While despairing and cynical views are not the norm, it is apparent though, for whatever reason, that some working in the field don’t hold out as much hope as they might. I’ve heard enough reports from individuals who feel they were discouraged or blocked from moving on towards their goals to know that it happens too often.
This nihilistic view of the potential of individuals to resolve their problems and move towards their goals can be explained to some degree by something Michael Gossop called ‘the clinical fallacy’. This is the situation in which the clinician sees all of the challenging presentations and relapses, while the people who resolve their problems move out of treatment and are not seen again.
The clinician is confronted continually by their failures and denied the benefit of seeing their successes.
Michael Gossop, 2007
This may explain findings from elsewhere which show that we professionals working with people who have substance use disorders consistently underestimate what our clients/patients are capable of. This is important. The clients of clinicians who are more positive do better[1] and conversely negative or ambivalent attitudes in professionals are linked to higher risk of relapse.
Professor Best, interviewed by William White in 2012, referred to work he’d done in the UK, scoping out the aspirations of addiction workers for their clients. He had asked them to estimate what percentage of the people; they were working with would eventually recover. The average answer was 7%. Evidence actually suggests that over time most individuals are likely to recover. However, if I believe your chances of recovery are only 7%, then I’m instantly holding you back because of my own beliefs and behaviours – conscious and unconscious. My bar is set way too low.
An Australian study found that practitioners there were more optimistic believing that a third of people with a lifetime substance dependence would eventually recover. But this is still an underestimate.
In general, it is fair to say that SUs [service users] look for tough criteria to define ‘being better’ – perhaps tougher than their practitioners.

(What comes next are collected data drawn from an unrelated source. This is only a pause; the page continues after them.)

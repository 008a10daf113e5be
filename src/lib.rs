pub mod chatbot;
pub mod config;
pub mod groq;
pub mod retry;
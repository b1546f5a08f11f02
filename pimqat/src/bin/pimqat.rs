use std::{fs::File, io::Write, path::PathBuf};

use anyhow::{Context as _, Result};
use clap::Parser;
use pimqat::{
    FoldReport, Network, PimContext, QuantPhase, Tensor, TuneEntry, fold_network,
    model::zoo::{Family, ZooConfig, build_network},
    quantization::BIT_WIDTHS,
    threshold::{
        InitPolicy, SEED_ACTI_LOG2_T, SEED_WEIGHT_LOG2_T, Strategy, ThresholdEntry, calibrate,
        profile, seed_constant,
    },
    tune_network,
};
use serde::Serialize;
use tracing::{info, level_filters::LevelFilter};
use tracing_subscriber::EnvFilter;

/// Folds a zoo network, initializes its thresholds, walks it through the quantization phases
/// and tunes it to an ADC window, reporting how far each phase drifts from float.
#[derive(Parser, Debug)]
#[command(version, about)]
struct Args {
    /// network family, e.g. resnet18 or vgg11
    #[arg(short, long, default_value_t = Family::ResNet18)]
    family: Family,

    #[arg(long, default_value_t = 10)]
    num_classes: usize,

    /// divides every channel count of the network
    #[arg(short, long, default_value_t = 8)]
    width_divisor: usize,

    /// images per random batch
    #[arg(short, long, default_value_t = 2)]
    batch: usize,

    #[arg(long, default_value_t = 32)]
    image_size: usize,

    /// number of calibration batches; only the first one is used
    #[arg(long, default_value_t = 1)]
    calibration_batches: usize,

    #[arg(short, long, default_value_t = 0)]
    seed: u64,

    /// seed thresholds with log2(6) / log2(3) instead of calibrating
    #[arg(long)]
    seed_constant: bool,

    #[arg(long, default_value_t = Strategy::Max)]
    weight_init: Strategy,

    #[arg(long, default_value_t = Strategy::Max)]
    bias_init: Strategy,

    #[arg(long, default_value_t = Strategy::Entropy)]
    acti_init: Strategy,

    /// rows of a crossbar tile
    #[arg(long, default_value_t = 128)]
    num_rows: usize,

    #[arg(long, default_value_t = 10)]
    adc_precision: i32,

    #[arg(long, default_value_t = -1, allow_negative_numbers = true)]
    adc_min: i32,

    #[arg(long, default_value_t = 9, allow_negative_numbers = true)]
    adc_max: i32,

    /// write the JSON report there instead of stdout
    #[arg(short, long)]
    output: Option<PathBuf>,
}

#[derive(Serialize)]
struct PhaseResult {
    phase: QuantPhase,
    /// mean absolute difference to the float output
    mean_abs_diff: f32,
    max_abs_output: f32,
}

#[derive(Serialize)]
struct Report {
    family: Family,
    context: PimContext,
    fold: FoldReport,
    initialization: Vec<ThresholdEntry>,
    tuning: Vec<TuneEntry>,
    phases: Vec<PhaseResult>,
    thresholds: Vec<ThresholdEntry>,
}

fn run_phase(
    network: &mut Network,
    ctx: &mut PimContext,
    phase: QuantPhase,
    input: &Tensor,
    reference: &Tensor,
) -> Result<PhaseResult> {
    network.enter_phase(ctx, phase);
    let output = network
        .forward(ctx, input)
        .with_context(|| format!("forward in {:?}", phase))?;
    let diff = output
        .get_data()
        .iter()
        .zip(reference.get_data())
        .map(|(a, b)| (a - b).abs())
        .sum::<f32>()
        / output.len().max(1) as f32;
    info!("{:?}: mean |output - float| = {}", phase, diff);
    Ok(PhaseResult {
        phase,
        mean_abs_diff: diff,
        max_abs_output: output.max_abs_output(),
    })
}

/// The report is the program's output, everything else goes to the log.
#[allow(clippy::print_stdout)]
fn print_report(json: &str) {
    println!("{}", json);
}

fn main() -> Result<()> {
    let subscriber = tracing_subscriber::fmt::Subscriber::builder()
        .with_env_filter(
            EnvFilter::builder()
                .with_default_directive(LevelFilter::INFO.into())
                .from_env_lossy(),
        )
        .with_writer(std::io::stderr)
        .finish();
    tracing::subscriber::set_global_default(subscriber)
        .context("failed to set global subscriber")?;
    let args = Args::parse();

    let mut network = build_network(&ZooConfig {
        family: args.family,
        num_classes: args.num_classes,
        width_divisor: args.width_divisor,
        seed: args.seed,
    })?;
    let fold = fold_network(&mut network)?;

    let mut ctx = PimContext::new(*BIT_WIDTHS);
    ctx.spec.num_rows = args.num_rows;
    let batches = (0..args.calibration_batches.max(1) as u64)
        .map(|i| {
            Tensor::random_seed(
                vec![args.batch, 3, args.image_size, args.image_size],
                args.seed + 1 + i,
            )
        })
        .collect::<Vec<_>>();

    let initialization = if args.seed_constant {
        seed_constant(&mut network, SEED_ACTI_LOG2_T, SEED_WEIGHT_LOG2_T)?;
        Vec::new()
    } else {
        let policy = InitPolicy {
            weight: args.weight_init,
            bias: args.bias_init,
            acti: args.acti_init,
            ..InitPolicy::default()
        };
        calibrate(&mut network, &ctx, &batches, &policy)?
    };

    let input = &batches[0];
    let reference = network.forward(&ctx, input)?;
    let mut phases = Vec::new();
    phases.push(run_phase(
        &mut network,
        &mut ctx,
        QuantPhase::BaselineTrain,
        input,
        &reference,
    )?);
    network.bn_freeze(true, true)?;
    phases.push(run_phase(
        &mut network,
        &mut ctx,
        QuantPhase::BnFolded,
        input,
        &reference,
    )?);
    network.enter_phase(&mut ctx, QuantPhase::RangeConstrained);
    let tuning = tune_network(
        &mut network,
        &mut ctx,
        args.adc_precision,
        args.adc_min,
        args.adc_max,
    )?;
    for phase in [QuantPhase::RangeConstrained, QuantPhase::HardwareInference] {
        phases.push(run_phase(&mut network, &mut ctx, phase, input, &reference)?);
    }

    let report = Report {
        family: args.family,
        context: ctx,
        fold,
        initialization,
        tuning,
        phases,
        thresholds: profile(&network)?,
    };
    let json = serde_json::to_string_pretty(&report)?;
    match &args.output {
        Some(path) => {
            let mut file = File::create(path)
                .with_context(|| format!("creating report file {}", path.display()))?;
            writeln!(file, "{}", json)?;
            info!("report written to {}", path.display());
        }
        None => print_report(&json),
    }
    Ok(())
}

Thurgood and colleagues, 2014
Raising the bar
Eric Strain picked up this theme of aiming too low in a recent editorial in the journal Alcohol and Drug Dependence when he wrote:
The substance abuse field in both its research as well as treatment efforts is not giving due consideration to flourishing. We need to renew our efforts to give meaning and purpose to the lives of patients.
Eric Strain
Saving lives and reducing harms rightly need to be our first concerns, but is there a danger that we stop right there because we see the risks of our patients or clients going further as being too high? This week I was talking to an experienced addiction psychiatrist, now retired. He told me that early in his career he gave up trying to predict who was going to do well and who was not. He’d seen people, ostensibly with little going for them, get better from what looked like intractable problems. He’d seen others with a great deal of recovery capital die from addiction, despite the best efforts of family and professionals to support them. It’s hard to make predictions perhaps, but not too hard to hold out hope for everyone.